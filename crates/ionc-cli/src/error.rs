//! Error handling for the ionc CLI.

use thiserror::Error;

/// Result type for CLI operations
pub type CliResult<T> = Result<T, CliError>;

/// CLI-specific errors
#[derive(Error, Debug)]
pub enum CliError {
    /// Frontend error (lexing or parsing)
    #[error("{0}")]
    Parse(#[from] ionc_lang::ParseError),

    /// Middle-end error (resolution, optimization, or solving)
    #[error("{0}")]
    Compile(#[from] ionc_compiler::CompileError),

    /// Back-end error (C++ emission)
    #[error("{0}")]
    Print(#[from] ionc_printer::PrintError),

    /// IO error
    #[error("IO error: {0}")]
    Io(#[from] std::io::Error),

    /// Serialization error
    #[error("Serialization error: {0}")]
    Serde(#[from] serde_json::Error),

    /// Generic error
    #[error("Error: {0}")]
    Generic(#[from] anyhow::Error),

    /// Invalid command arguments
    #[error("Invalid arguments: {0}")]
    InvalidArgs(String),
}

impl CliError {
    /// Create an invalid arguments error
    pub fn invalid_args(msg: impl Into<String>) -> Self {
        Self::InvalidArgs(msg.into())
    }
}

--

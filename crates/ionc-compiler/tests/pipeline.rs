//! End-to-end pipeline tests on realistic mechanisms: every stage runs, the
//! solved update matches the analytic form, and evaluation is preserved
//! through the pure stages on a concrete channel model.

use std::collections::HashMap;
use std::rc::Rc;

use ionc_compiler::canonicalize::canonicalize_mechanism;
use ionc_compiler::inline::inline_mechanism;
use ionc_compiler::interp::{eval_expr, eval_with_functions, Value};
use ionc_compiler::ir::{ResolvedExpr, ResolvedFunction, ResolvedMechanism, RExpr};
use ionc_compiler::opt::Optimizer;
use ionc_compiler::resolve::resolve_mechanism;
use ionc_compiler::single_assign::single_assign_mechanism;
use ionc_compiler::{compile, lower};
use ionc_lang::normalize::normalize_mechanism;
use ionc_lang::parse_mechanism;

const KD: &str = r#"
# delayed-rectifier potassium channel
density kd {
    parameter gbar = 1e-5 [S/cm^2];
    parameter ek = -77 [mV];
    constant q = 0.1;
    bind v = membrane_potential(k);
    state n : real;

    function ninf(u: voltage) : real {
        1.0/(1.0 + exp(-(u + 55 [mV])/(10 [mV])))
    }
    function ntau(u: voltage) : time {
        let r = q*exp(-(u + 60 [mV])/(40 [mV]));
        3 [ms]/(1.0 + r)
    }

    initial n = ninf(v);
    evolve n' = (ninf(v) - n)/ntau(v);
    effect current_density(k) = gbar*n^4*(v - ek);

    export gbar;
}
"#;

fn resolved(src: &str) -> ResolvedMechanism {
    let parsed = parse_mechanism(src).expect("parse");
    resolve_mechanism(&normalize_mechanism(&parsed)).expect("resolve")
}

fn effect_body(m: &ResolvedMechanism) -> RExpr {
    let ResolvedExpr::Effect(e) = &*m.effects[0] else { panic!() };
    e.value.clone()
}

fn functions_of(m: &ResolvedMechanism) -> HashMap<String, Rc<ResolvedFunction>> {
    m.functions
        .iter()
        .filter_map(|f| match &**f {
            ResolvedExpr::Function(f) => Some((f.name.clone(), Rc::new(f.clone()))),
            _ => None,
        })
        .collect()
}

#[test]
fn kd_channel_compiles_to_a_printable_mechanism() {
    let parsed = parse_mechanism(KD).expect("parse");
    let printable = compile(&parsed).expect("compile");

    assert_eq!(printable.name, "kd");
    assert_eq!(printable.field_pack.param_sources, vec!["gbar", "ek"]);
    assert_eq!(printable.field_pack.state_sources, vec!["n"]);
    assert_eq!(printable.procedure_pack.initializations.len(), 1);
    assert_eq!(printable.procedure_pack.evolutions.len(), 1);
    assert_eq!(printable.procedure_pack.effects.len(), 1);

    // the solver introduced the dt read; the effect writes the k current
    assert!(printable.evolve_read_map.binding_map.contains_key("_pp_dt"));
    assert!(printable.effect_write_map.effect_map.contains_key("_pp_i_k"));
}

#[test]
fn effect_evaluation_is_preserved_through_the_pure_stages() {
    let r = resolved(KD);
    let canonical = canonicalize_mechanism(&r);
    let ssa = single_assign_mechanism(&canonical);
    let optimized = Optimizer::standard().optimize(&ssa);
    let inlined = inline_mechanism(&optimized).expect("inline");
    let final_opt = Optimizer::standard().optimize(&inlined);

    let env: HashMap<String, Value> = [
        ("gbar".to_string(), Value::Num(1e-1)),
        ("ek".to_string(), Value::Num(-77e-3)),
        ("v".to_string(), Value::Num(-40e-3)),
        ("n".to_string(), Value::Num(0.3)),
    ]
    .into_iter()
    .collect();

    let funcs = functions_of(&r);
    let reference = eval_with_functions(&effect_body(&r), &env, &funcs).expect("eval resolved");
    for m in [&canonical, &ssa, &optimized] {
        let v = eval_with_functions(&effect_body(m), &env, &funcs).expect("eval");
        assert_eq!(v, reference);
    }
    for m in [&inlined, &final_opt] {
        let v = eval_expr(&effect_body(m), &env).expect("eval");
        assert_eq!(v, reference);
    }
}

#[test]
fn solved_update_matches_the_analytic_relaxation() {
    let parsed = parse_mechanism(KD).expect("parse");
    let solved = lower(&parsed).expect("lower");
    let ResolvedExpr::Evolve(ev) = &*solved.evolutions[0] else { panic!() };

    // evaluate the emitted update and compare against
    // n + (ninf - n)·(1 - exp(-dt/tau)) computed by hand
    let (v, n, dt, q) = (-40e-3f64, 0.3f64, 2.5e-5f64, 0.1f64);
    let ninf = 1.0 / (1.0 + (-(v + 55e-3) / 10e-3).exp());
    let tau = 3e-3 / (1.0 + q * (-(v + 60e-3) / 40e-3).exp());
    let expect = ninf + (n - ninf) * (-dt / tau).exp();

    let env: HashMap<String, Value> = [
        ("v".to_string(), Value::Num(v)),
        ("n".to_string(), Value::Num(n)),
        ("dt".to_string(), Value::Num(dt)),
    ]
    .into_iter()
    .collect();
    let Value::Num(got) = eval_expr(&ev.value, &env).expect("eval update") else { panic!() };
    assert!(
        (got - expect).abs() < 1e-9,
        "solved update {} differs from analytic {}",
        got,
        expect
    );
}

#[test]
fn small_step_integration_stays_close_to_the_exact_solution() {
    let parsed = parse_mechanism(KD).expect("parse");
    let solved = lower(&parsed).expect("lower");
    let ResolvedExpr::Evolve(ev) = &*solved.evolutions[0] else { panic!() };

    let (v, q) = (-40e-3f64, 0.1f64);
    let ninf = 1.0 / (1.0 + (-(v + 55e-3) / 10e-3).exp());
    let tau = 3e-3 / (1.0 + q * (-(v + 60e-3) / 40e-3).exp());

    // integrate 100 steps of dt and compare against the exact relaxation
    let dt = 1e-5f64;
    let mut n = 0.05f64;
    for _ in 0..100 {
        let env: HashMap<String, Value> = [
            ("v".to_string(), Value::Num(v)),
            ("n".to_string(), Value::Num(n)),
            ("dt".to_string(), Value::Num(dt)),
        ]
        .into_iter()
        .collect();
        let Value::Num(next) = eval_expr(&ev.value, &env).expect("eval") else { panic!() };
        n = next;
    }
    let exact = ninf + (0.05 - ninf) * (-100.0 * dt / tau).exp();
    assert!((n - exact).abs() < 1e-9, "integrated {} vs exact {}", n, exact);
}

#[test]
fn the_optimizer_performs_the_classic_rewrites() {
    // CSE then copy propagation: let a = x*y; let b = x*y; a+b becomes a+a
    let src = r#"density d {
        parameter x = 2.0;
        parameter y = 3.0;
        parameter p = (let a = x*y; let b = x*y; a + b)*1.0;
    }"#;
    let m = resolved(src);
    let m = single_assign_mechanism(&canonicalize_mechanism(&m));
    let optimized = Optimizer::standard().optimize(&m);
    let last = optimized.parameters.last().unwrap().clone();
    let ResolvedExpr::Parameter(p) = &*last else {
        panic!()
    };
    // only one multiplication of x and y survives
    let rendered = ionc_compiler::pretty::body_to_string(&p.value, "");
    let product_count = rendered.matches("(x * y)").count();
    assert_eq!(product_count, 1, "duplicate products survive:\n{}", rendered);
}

---

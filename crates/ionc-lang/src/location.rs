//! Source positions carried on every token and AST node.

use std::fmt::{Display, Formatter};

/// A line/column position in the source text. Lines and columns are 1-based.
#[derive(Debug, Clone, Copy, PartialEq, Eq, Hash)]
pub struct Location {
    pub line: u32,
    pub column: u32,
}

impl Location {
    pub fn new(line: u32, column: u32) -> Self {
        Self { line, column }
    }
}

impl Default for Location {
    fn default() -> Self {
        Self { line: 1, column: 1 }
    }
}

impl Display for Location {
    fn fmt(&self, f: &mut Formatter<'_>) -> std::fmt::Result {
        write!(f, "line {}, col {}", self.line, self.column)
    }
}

- THE PROBLEM: Look through the entries above and copy each line that has "funcs" in it.

- RESULT OF THIS TASK:
    let funcs = functions_of(&r);
    let reference = eval_with_functions(&effect_body(&r), &env, &funcs).expect("eval resolved");
        let v = eval_with_functions(&effect_body(m), &env, &funcs).expect("eval");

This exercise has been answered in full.